I was particularly upset I couldn’t be there for the two funerals, but given my locations at the time (on an island in the South of Thailand and in rural China), making it back in time would have been nearly impossible and extremely cost prohibitive.

A few things help me get through these difficult moments. For one, I love my life here, and I wouldn’t trade it for anything in the world. Secondly, as an old adage goes, “you can’t make choices for other people, so don’t let other people make choices for you.”

Related to that point, with regards to the numerous weddings I’ve missed, I take solace in the fact that while a few of my friends have visited me in Thailand over the last four years, many have not, including the eight whose weddings I missed (though they all attended my wedding in the States).

For my most recent visit back to the States, however, it was a culmination of factors that led to it.

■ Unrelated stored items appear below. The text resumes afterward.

//! Error types for the subreddit audit library.

use std::fmt;

/// Result type used throughout the library.
pub type Result<T> = std::result::Result<T, Error>;

/// Error types that can occur while auditing a user.
#[derive(Debug, Clone, PartialEq)]
pub enum Error {
    /// A required configuration value or secret is missing
    Config(String),

    /// Authentication failed, or a request needed a session that was not established
    Auth(String),

    /// Non-success status from the remote service
    Api {
        /// HTTP status code from the service
        status: u16,
        /// Response body or reason text
        message: String,
    },

    /// Listing had an unexpected shape or kind
    InvalidResponse(String),

    /// Parse error when decoding JSON
    Parse(String),

    /// Serialization error when encoding the grouped result
    Serialize(String),

    /// Transport error (when using the runtime integration)
    #[cfg(feature = "tokio-runtime")]
    Http(String),
}

impl fmt::Display for Error {
    fn fmt(&self, f: &mut fmt::Formatter<'_>) -> fmt::Result {
        match self {
            Error::Config(msg) => write!(f, "{msg}"),
            Error::Auth(msg) => write!(f, "Authentication error: {msg}"),
            Error::Api { status, message } => write!(f, "API error {status}: {message}"),
            Error::InvalidResponse(msg) => write!(f, "Invalid response: {msg}"),
            Error::Parse(msg) => write!(f, "Parse error: {msg}"),
            Error::Serialize(msg) => write!(f, "Serialize error: {msg}"),
            #[cfg(feature = "tokio-runtime")]
            Error::Http(msg) => write!(f, "HTTP error: {msg}"),
        }
    }
}

impl std::error::Error for Error {}

impl From<serde_json::Error> for Error {
    fn from(err: serde_json::Error) -> Self {
        if err.is_data() || err.is_syntax() || err.is_eof() {
            Error::Parse(err.to_string())
        } else {
            Error::Serialize(err.to_string())
        }
    }
}

#[cfg(feature = "tokio-runtime")]
impl From<reqwest::Error> for Error {
    fn from(err: reqwest::Error) -> Self {
        Error::Http(err.to_string())
    }
}
//! Mock fetch gateway for testing purposes.
//!
//! This module provides an in-memory gateway that serves canned posts and
//! comments, can be told to fail, and records every call it receives.

use std::sync::{Arc, Mutex};

use async_trait::async_trait;

use crate::config::MAX_PAGE_SIZE;
use crate::error::{Error, Result};
use crate::gateway::FetchGateway;
use crate::listing::{RawComment, RawPost};

/// A call received by a [`MockGateway`].
#[derive(Debug, Clone, PartialEq, Eq)]
pub enum GatewayCall {
    /// `fetch_posts(community, user)`
    Posts {
        /// Community asked for
        community: String,
        /// User asked for
        user: String,
    },
    /// `fetch_comments(community, user)`
    Comments {
        /// Community asked for
        community: String,
        /// User asked for
        user: String,
    },
}

/// Shared view of the calls a [`MockGateway`] received.
///
/// Stays readable after the gateway itself has been moved or dropped.
#[derive(Debug, Clone, Default)]
pub struct CallLog {
    calls: Arc<Mutex<Vec<GatewayCall>>>,
}

impl CallLog {
    fn record(&self, call: GatewayCall) {
        self.calls
            .lock()
            .unwrap_or_else(|poisoned| poisoned.into_inner())
            .push(call);
    }

    /// Get a snapshot of all recorded calls, oldest first.
    pub fn calls(&self) -> Vec<GatewayCall> {
        self.calls
            .lock()
            .unwrap_or_else(|poisoned| poisoned.into_inner())
            .clone()
    }

    /// Get the number of recorded calls.
    pub fn len(&self) -> usize {
        self.calls
            .lock()
            .unwrap_or_else(|poisoned| poisoned.into_inner())
            .len()
    }

    /// Check if no call was recorded.
    pub fn is_empty(&self) -> bool {
        self.len() == 0
    }
}

/// An in-memory [`FetchGateway`].
///
/// Like the real gateway, each fetch returns at most one page
/// ([`MAX_PAGE_SIZE`] items).
#[derive(Debug, Clone, Default)]
pub struct MockGateway {
    posts: Vec<RawPost>,
    comments: Vec<RawComment>,
    post_error: Option<Error>,
    comment_error: Option<Error>,
    log: CallLog,
}

impl MockGateway {
    /// Create a gateway with no posts and no comments.
    pub fn new() -> Self {
        Self::default()
    }

    /// Serve these posts.
    pub fn with_posts(mut self, posts: Vec<RawPost>) -> Self {
        self.posts = posts;
        self
    }

    /// Serve these comments.
    pub fn with_comments(mut self, comments: Vec<RawComment>) -> Self {
        self.comments = comments;
        self
    }

    /// Fail every post fetch with `error`.
    pub fn fail_posts(mut self, error: Error) -> Self {
        self.post_error = Some(error);
        self
    }

    /// Fail every comment fetch with `error`.
    pub fn fail_comments(mut self, error: Error) -> Self {
        self.comment_error = Some(error);
        self
    }

    /// Get a handle on the calls this gateway receives.
    pub fn call_log(&self) -> CallLog {
        self.log.clone()
    }
}

fn first_page<T: Clone>(items: &[T]) -> Vec<T> {
    items.iter().take(MAX_PAGE_SIZE as usize).cloned().collect()
}

#[async_trait]
impl FetchGateway for MockGateway {
    async fn fetch_posts(&mut self, community: &str, user: &str) -> Result<Vec<RawPost>> {
        self.log.record(GatewayCall::Posts {
            community: community.to_string(),
            user: user.to_string(),
        });
        match &self.post_error {
            Some(error) => Err(error.clone()),
            None => Ok(first_page(&self.posts)),
        }
    }

    async fn fetch_comments(&mut self, community: &str, user: &str) -> Result<Vec<RawComment>> {
        self.log.record(GatewayCall::Comments {
            community: community.to_string(),
            user: user.to_string(),
        });
        match &self.comment_error {
            Some(error) => Err(error.clone()),
            None => Ok(first_page(&self.comments)),
        }
    }
}

#[cfg(test)]
mod tests {
    use super::*;

    #[tokio::test]
    async fn test_mock_serves_canned_data() {
        let mut gateway = MockGateway::new()
            .with_posts(vec![RawPost::new("t3_a", "/a", "A")])
            .with_comments(vec![RawComment::new("t1_b", "t3_a", "/a/b", "B")]);
        let log = gateway.call_log();

        assert_eq!(gateway.fetch_posts("CrossStitch", "u").await.unwrap().len(), 1);
        assert_eq!(gateway.fetch_comments("CrossStitch", "u").await.unwrap().len(), 1);
        assert_eq!(
            log.calls(),
            vec![
                GatewayCall::Posts {
                    community: "CrossStitch".to_string(),
                    user: "u".to_string()
                },
                GatewayCall::Comments {
                    community: "CrossStitch".to_string(),
                    user: "u".to_string()
                },
            ]
        );
    }

    #[tokio::test]
    async fn test_mock_caps_page_size() {
        let comments = (0..150)
            .map(|i| RawComment::new(format!("t1_{i}"), "", "/c", "x"))
            .collect();
        let mut gateway = MockGateway::new().with_comments(comments);
        let fetched = gateway.fetch_comments("CrossStitch", "u").await.unwrap();
        assert_eq!(fetched.len(), 100);
        assert_eq!(fetched[0].id, "t1_0");
    }

    #[tokio::test]
    async fn test_mock_failure_injection() {
        let mut gateway = MockGateway::new().fail_posts(Error::Api {
            status: 503,
            message: "unavailable".to_string(),
        });
        assert!(gateway.fetch_posts("CrossStitch", "u").await.is_err());
        assert!(gateway.fetch_comments("CrossStitch", "u").await.is_ok());
        assert_eq!(gateway.call_log().len(), 2);
    }
}
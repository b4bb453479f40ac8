//! End-to-end audit tests against the mock gateway.
//!
//! These tests drive the public API the way the entry points do: fetch through
//! a gateway, group, then render.

use subreddit_audit::audit::{render_json, render_text, AuditGatewayExt, CATCH_ALL_HEADER};
use subreddit_audit::mock::{GatewayCall, MockGateway};
use subreddit_audit::{Error, GroupedPost, PostKey, RawComment, RawPost};

fn stitching_gateway() -> MockGateway {
    MockGateway::new()
        .with_posts(vec![
            RawPost::new(
                "t3_p2",
                "https://www.reddit.com/r/CrossStitch/comments/p2/finished/",
                "[FO] Finished my first sampler",
            ),
            RawPost::new(
                "t3_p1",
                "https://www.reddit.com/r/CrossStitch/comments/p1/wip/",
                "[WIP] Halfway there",
            ),
        ])
        .with_comments(vec![
            RawComment::new(
                "t1_c3",
                "t3_p2",
                "https://www.reddit.com/r/CrossStitch/comments/p2/finished/c3/",
                "Thanks!\nIt took three months.",
            ),
            RawComment::new(
                "t1_c2",
                "t3_other",
                "https://www.reddit.com/r/CrossStitch/comments/other/x/c2/",
                "Gorgeous colours",
            ),
            RawComment::new(
                "t1_c1",
                "t3_p2",
                "https://www.reddit.com/r/CrossStitch/comments/p2/finished/c1/",
                "Pattern is linked in the post",
            ),
        ])
}

/// Scenario: one post, one comment on it.
#[tokio::test]
async fn test_single_post_scenario() {
    let mut gateway = MockGateway::new()
        .with_posts(vec![RawPost::new("p1", "/r/x/p1", "Hello")])
        .with_comments(vec![RawComment::new("c1", "p1", "/r/x/p1/c1", "nice work")]);

    let report = gateway.audit_user("x", "someone").await.unwrap();

    assert_eq!(report.len(), 2);
    let entry = report.get(&PostKey::AttachedTo("p1".to_string())).unwrap();
    assert_eq!(entry.title, "Hello");
    assert_eq!(entry.comments.len(), 1);
    assert_eq!(entry.comments[0].link, "/r/x/p1/c1");
    assert_eq!(entry.comments[0].body, "nice work");
    assert!(report.get(&PostKey::Unattached).unwrap().comments.is_empty());
}

/// Scenario: no posts, one comment without a parent.
#[tokio::test]
async fn test_orphan_comment_scenario() {
    let mut gateway = MockGateway::new().with_comments(vec![RawComment::new(
        "c2",
        "",
        "/r/x/other/c2",
        "cool",
    )]);

    let report = gateway.audit_user("x", "someone").await.unwrap();

    assert_eq!(report.len(), 1);
    let catch_all = report.catch_all();
    assert_eq!(catch_all.link, "");
    assert_eq!(catch_all.title, "");
    assert_eq!(catch_all.comments.len(), 1);
    assert_eq!(catch_all.comments[0].body, "cool");
}

#[tokio::test]
async fn test_audit_fetches_posts_then_comments() {
    let mut gateway = stitching_gateway();
    let log = gateway.call_log();

    gateway.audit_user("CrossStitch", "stitcher").await.unwrap();

    assert_eq!(
        log.calls(),
        vec![
            GatewayCall::Posts {
                community: "CrossStitch".to_string(),
                user: "stitcher".to_string(),
            },
            GatewayCall::Comments {
                community: "CrossStitch".to_string(),
                user: "stitcher".to_string(),
            },
        ]
    );
}

#[tokio::test]
async fn test_text_report() {
    let mut gateway = stitching_gateway();
    let report = gateway.audit_user("CrossStitch", "stitcher").await.unwrap();

    let expected = [
        CATCH_ALL_HEADER,
        " *  [`Gorgeous colours`](https://www.reddit.com/r/CrossStitch/comments/other/x/c2/)\n",
        "\n[**[FO] Finished my first sampler**](https://www.reddit.com/r/CrossStitch/comments/p2/finished/)\n\n",
        " *  [`Thanks! It took three months.`](https://www.reddit.com/r/CrossStitch/comments/p2/finished/c3/)\n",
        " *  [`Pattern is linked in the post`](https://www.reddit.com/r/CrossStitch/comments/p2/finished/c1/)\n",
        "\n[**[WIP] Halfway there**](https://www.reddit.com/r/CrossStitch/comments/p1/wip/)\n\n",
    ]
    .concat();

    assert_eq!(render_text(&report), expected);
}

#[tokio::test]
async fn test_json_report_round_trip() {
    let mut gateway = stitching_gateway();
    let report = gateway.audit_user("CrossStitch", "stitcher").await.unwrap();

    let json = render_json(&report).unwrap();
    let parsed: Vec<GroupedPost> = serde_json::from_str(&json).unwrap();

    assert_eq!(parsed.len(), 3);
    assert_eq!(parsed.as_slice(), report.posts());
    // The post without comments still carries an empty array
    assert!(json.contains(r#""comments":[]"#));
}

#[tokio::test]
async fn test_comment_fetch_failure_aborts_audit() {
    let mut gateway = stitching_gateway().fail_comments(Error::Api {
        status: 429,
        message: "Too Many Requests".to_string(),
    });

    let err = gateway.audit_user("CrossStitch", "stitcher").await.unwrap_err();
    assert_eq!(
        err,
        Error::Api {
            status: 429,
            message: "Too Many Requests".to_string(),
        }
    );
}

#[tokio::test]
async fn test_post_fetch_failure_skips_comment_fetch() {
    let mut gateway = stitching_gateway().fail_posts(Error::Auth("expired".to_string()));
    let log = gateway.call_log();

    assert!(gateway.audit_user("CrossStitch", "stitcher").await.is_err());
    assert_eq!(log.len(), 1);
}

#[tokio::test]
async fn test_boxed_gateway() {
    let mut gateway: Box<dyn subreddit_audit::FetchGateway> = Box::new(stitching_gateway());
    let report = gateway.audit_user("CrossStitch", "stitcher").await.unwrap();
    assert_eq!(report.total_comments(), 3);
}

For one, it was my wife’s 30th birthday, and while we were debating several different options in Bangkok, the rest of Thailand, and even other parts of Asia, none of them were particularly jumping out at us. The driving factor that led us to take the trip home, however, was when one of my two favorite sports teams made it to their championship series, a feat that hadn’t happened since 1945. Furthermore, that team, the Chicago Cubs, hadn’t won a championship (the World Series in baseball) since 1907. It’s the longest championship drought of any of the four major professional sports in the US.

Suffice to say, it was a huge deal in my city, Chicago.

returning home as an expat

In fact, my stepfather, who’s 81 years old and is the biggest Chicago Cubs fan I know, has never witnessed a championship for his favorite team, and the last time they got to the championship series he was 10 years old.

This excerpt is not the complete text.